Description of the task
Every line in the entries that holds "medium" should be identified and copied.

*** Supplied entries Section Begins ***

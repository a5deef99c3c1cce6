//! Vidscore: YouTube SEO Analyzer
//!
//! This library scores a channel's recent uploads against a fixed set of
//! SEO heuristics and produces ranked, copy-paste-ready recommendations
//! for the worst performers.

pub mod analyzer;
pub mod config;
pub mod reporter;
pub mod resolver;
pub mod suggestions;
pub mod youtube;

use serde::{Deserialize, Serialize};

/// A video as returned by the public `videos?part=snippet,statistics`
/// endpoint. The field layout mirrors the wire shape.
#[derive(Debug, Clone, Default, Serialize, Deserialize)]
pub struct VideoRecord {
    #[serde(default)]
    pub id: String,
    #[serde(default)]
    pub snippet: Snippet,
    #[serde(default)]
    pub statistics: Statistics,
}

/// Video metadata: title, description, tags, publish date, thumbnails.
#[derive(Debug, Clone, Default, Serialize, Deserialize)]
#[serde(rename_all = "camelCase")]
pub struct Snippet {
    #[serde(default)]
    pub title: String,
    #[serde(default)]
    pub description: String,
    /// Absent on the wire when a video has no tags.
    #[serde(default, skip_serializing_if = "Vec::is_empty")]
    pub tags: Vec<String>,
    /// RFC 3339 publish timestamp, kept as the wire string.
    #[serde(default)]
    pub published_at: String,
    #[serde(default, skip_serializing_if = "Thumbnails::is_empty")]
    pub thumbnails: Thumbnails,
}

/// Thumbnail variants by resolution. Only the ones the analyzer and
/// reporters look at are modeled; unknown variants are ignored.
#[derive(Debug, Clone, Default, Serialize, Deserialize)]
pub struct Thumbnails {
    #[serde(default, skip_serializing_if = "Option::is_none")]
    pub default: Option<Thumbnail>,
    #[serde(default, skip_serializing_if = "Option::is_none")]
    pub medium: Option<Thumbnail>,
    #[serde(default, skip_serializing_if = "Option::is_none")]
    pub high: Option<Thumbnail>,
    #[serde(default, skip_serializing_if = "Option::is_none")]
    pub maxres: Option<Thumbnail>,
}

impl Thumbnails {
    pub fn is_empty(&self) -> bool {
        self.default.is_none()
            && self.medium.is_none()
            && self.high.is_none()
            && self.maxres.is_none()
    }
}

#[derive(Debug, Clone, Default, Serialize, Deserialize)]
pub struct Thumbnail {
    #[serde(default)]
    pub url: String,
}

/// View/like/comment counts. The API serves these as JSON strings;
/// numbers are accepted too, and anything unparsable becomes 0.
#[derive(Debug, Clone, Copy, Default, Serialize, Deserialize)]
#[serde(rename_all = "camelCase")]
pub struct Statistics {
    #[serde(default, deserialize_with = "stat_count")]
    pub view_count: u64,
    #[serde(default, deserialize_with = "stat_count")]
    pub like_count: u64,
    #[serde(default, deserialize_with = "stat_count")]
    pub comment_count: u64,
}

impl Statistics {
    /// Likes as a percentage of views. `None` when the video has no views,
    /// so callers never divide by zero.
    pub fn like_ratio_pct(&self) -> Option<f64> {
        if self.view_count == 0 {
            None
        } else {
            Some(self.like_count as f64 / self.view_count as f64 * 100.0)
        }
    }

    /// Comments as a percentage of views. `None` when the video has no views.
    pub fn comment_ratio_pct(&self) -> Option<f64> {
        if self.view_count == 0 {
            None
        } else {
            Some(self.comment_count as f64 / self.view_count as f64 * 100.0)
        }
    }
}

fn stat_count<'de, D>(deserializer: D) -> Result<u64, D::Error>
where
    D: serde::Deserializer<'de>,
{
    let value = Option::<serde_json::Value>::deserialize(deserializer)?;
    Ok(match value {
        Some(serde_json::Value::String(s)) => s.parse().unwrap_or(0),
        Some(serde_json::Value::Number(n)) => n.as_u64().unwrap_or(0),
        _ => 0,
    })
}

/// The outcome of scoring one video: a 0-100 score plus categorized
/// findings and copy-paste remediation actions.
///
/// The score starts at 100 and only ever loses points; it is clamped
/// into [0, 100] and never incremented.
#[derive(Debug, Clone, Serialize, Deserialize)]
#[serde(rename_all = "camelCase")]
pub struct SeoAnalysis {
    pub score: u8,
    pub issues: Vec<String>,
    pub strengths: Vec<String>,
    pub specific_actions: Vec<Action>,
}

impl SeoAnalysis {
    pub fn band(&self) -> ScoreBand {
        ScoreBand::from_score(self.score)
    }
}

/// Which metadata field an action applies to.
#[derive(Debug, Clone, Copy, PartialEq, Eq, Serialize, Deserialize)]
#[serde(rename_all = "lowercase")]
pub enum ActionKind {
    Title,
    Description,
    Tags,
    Engagement,
}

impl std::fmt::Display for ActionKind {
    fn fmt(&self, f: &mut std::fmt::Formatter<'_>) -> std::fmt::Result {
        match self {
            ActionKind::Title => write!(f, "title"),
            ActionKind::Description => write!(f, "description"),
            ActionKind::Tags => write!(f, "tags"),
            ActionKind::Engagement => write!(f, "engagement"),
        }
    }
}

/// A structured, copy-paste-ready remediation tied to one failed rule.
#[derive(Debug, Clone, Serialize, Deserialize)]
#[serde(rename_all = "camelCase")]
pub struct Action {
    #[serde(rename = "type")]
    pub kind: ActionKind,
    pub issue: String,
    pub current: String,
    pub recommended: String,
    pub why: String,
    /// Alternative rewrites of the whole field (titles mostly).
    #[serde(default, skip_serializing_if = "Option::is_none")]
    pub alternatives: Option<Vec<String>>,
    /// A complete replacement block to paste in.
    #[serde(default, skip_serializing_if = "Option::is_none")]
    pub template: Option<String>,
    /// Entries to append to the current value (tags).
    #[serde(default, skip_serializing_if = "Option::is_none")]
    pub add_these: Option<Vec<String>>,
    /// Checklist of concrete steps.
    #[serde(default, skip_serializing_if = "Option::is_none")]
    pub actions: Option<Vec<String>>,
    /// Generated candidates to pick from (hashtags, numeric titles).
    #[serde(default, skip_serializing_if = "Option::is_none")]
    pub suggestions: Option<Vec<String>>,
}

impl Action {
    pub fn new(
        kind: ActionKind,
        issue: impl Into<String>,
        current: impl Into<String>,
        recommended: impl Into<String>,
        why: impl Into<String>,
    ) -> Self {
        Self {
            kind,
            issue: issue.into(),
            current: current.into(),
            recommended: recommended.into(),
            why: why.into(),
            alternatives: None,
            template: None,
            add_these: None,
            actions: None,
            suggestions: None,
        }
    }

    pub fn with_alternatives(mut self, alternatives: Vec<String>) -> Self {
        self.alternatives = Some(alternatives);
        self
    }

    pub fn with_template(mut self, template: String) -> Self {
        self.template = Some(template);
        self
    }

    pub fn with_add_these(mut self, add_these: Vec<String>) -> Self {
        self.add_these = Some(add_these);
        self
    }

    pub fn with_actions(mut self, actions: Vec<String>) -> Self {
        self.actions = Some(actions);
        self
    }

    pub fn with_suggestions(mut self, suggestions: Vec<String>) -> Self {
        self.suggestions = Some(suggestions);
        self
    }
}

/// Score band used for badges and labels.
#[derive(Debug, Clone, Copy, PartialEq, Eq, Serialize, Deserialize)]
#[serde(rename_all = "kebab-case")]
pub enum ScoreBand {
    Good,
    NeedsWork,
    Poor,
}

impl ScoreBand {
    pub fn from_score(score: u8) -> Self {
        match score {
            75..=u8::MAX => ScoreBand::Good,
            50..=74 => ScoreBand::NeedsWork,
            _ => ScoreBand::Poor,
        }
    }

    pub fn label(&self) -> &'static str {
        match self {
            ScoreBand::Good => "Good SEO",
            ScoreBand::NeedsWork => "Needs Work",
            ScoreBand::Poor => "Poor SEO",
        }
    }
}

impl std::fmt::Display for ScoreBand {
    fn fmt(&self, f: &mut std::fmt::Formatter<'_>) -> std::fmt::Result {
        write!(f, "{}", self.label())
    }
}

/// A video paired with its analysis and ranking key. Serializes with the
/// video fields spread at the top level, matching the shape the rendering
/// layer consumes.
#[derive(Debug, Clone, Serialize, Deserialize)]
#[serde(rename_all = "camelCase")]
pub struct AnalyzedVideo {
    #[serde(flatten)]
    pub video: VideoRecord,
    pub analysis: SeoAnalysis,
    /// Lower is worse: views, engagement and SEO score combined.
    pub performance_score: f64,
}

/// Recipient details stamped onto an exported report.
#[derive(Debug, Clone, Default, Serialize, Deserialize)]
pub struct Contact {
    pub name: String,
    pub email: String,
}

*** Supplied entries Section Ends ***

Answer section
    pub medium: Option<Thumbnail>,
            && self.medium.is_none()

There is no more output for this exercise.